→ **Problem**:
For the word "such", determine how many lines of the entries below contain it, and give only that number.

Extracted entries START

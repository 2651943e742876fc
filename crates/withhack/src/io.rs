use std::{
    borrow::Cow,
    io::{self, Write as _},
};

use crate::exception::{ExcType, RunResult};

/// Trait for handling output from the `print()` builtin function.
///
/// Implement this trait to capture or redirect print output from scripts.
/// The default implementation `StdPrint` writes to stdout.
pub trait PrintWriter {
    /// Called once for each formatted argument passed to `print()`.
    ///
    /// Writes only the given argument's text. Separators (such as spaces) and the
    /// final terminator (such as a newline) are emitted via [`PrintWriter::stdout_push`].
    fn stdout_write(&mut self, output: Cow<'_, str>) -> RunResult<()>;

    /// Add a single character to stdout.
    ///
    /// Generally called to add spaces and newlines within print output.
    fn stdout_push(&mut self, end: char) -> RunResult<()>;
}

/// Default `PrintWriter` that writes to the process stdout.
#[derive(Debug, Default)]
pub struct StdPrint;

impl PrintWriter for StdPrint {
    fn stdout_write(&mut self, output: Cow<'_, str>) -> RunResult<()> {
        io::stdout()
            .lock()
            .write_all(output.as_bytes())
            .map_err(|e| ExcType::RuntimeError.err(format!("stdout write failed: {e}")))
    }

    fn stdout_push(&mut self, end: char) -> RunResult<()> {
        let mut buf = [0u8; 4];
        let mut stdout = io::stdout().lock();
        stdout
            .write_all(end.encode_utf8(&mut buf).as_bytes())
            .and_then(|()| if end == '\n' { stdout.flush() } else { Ok(()) })
            .map_err(|e| ExcType::RuntimeError.err(format!("stdout write failed: {e}")))
    }
}

/// A `PrintWriter` that collects all output into a string.
///
/// Useful for testing or capturing print output programmatically.
#[derive(Debug, Default)]
pub struct CollectStringPrint(String);

impl CollectStringPrint {
    #[must_use]
    pub fn new() -> Self {
        Self(String::new())
    }

    /// Returns the collected output as a string slice.
    #[must_use]
    pub fn output(&self) -> &str {
        self.0.as_str()
    }

    #[must_use]
    pub fn into_output(self) -> String {
        self.0
    }
}

impl PrintWriter for CollectStringPrint {
    fn stdout_write(&mut self, output: Cow<'_, str>) -> RunResult<()> {
        self.0.push_str(&output);
        Ok(())
    }

    fn stdout_push(&mut self, end: char) -> RunResult<()> {
        self.0.push(end);
        Ok(())
    }
}

/// `PrintWriter` that ignores all output.
#[derive(Debug, Default)]
pub struct NoPrint;

impl PrintWriter for NoPrint {
    fn stdout_write(&mut self, _output: Cow<'_, str>) -> RunResult<()> {
        Ok(())
    }

    fn stdout_push(&mut self, _end: char) -> RunResult<()> {
        Ok(())
    }
}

Extracted entries END

→ **Response for this exercise**:
2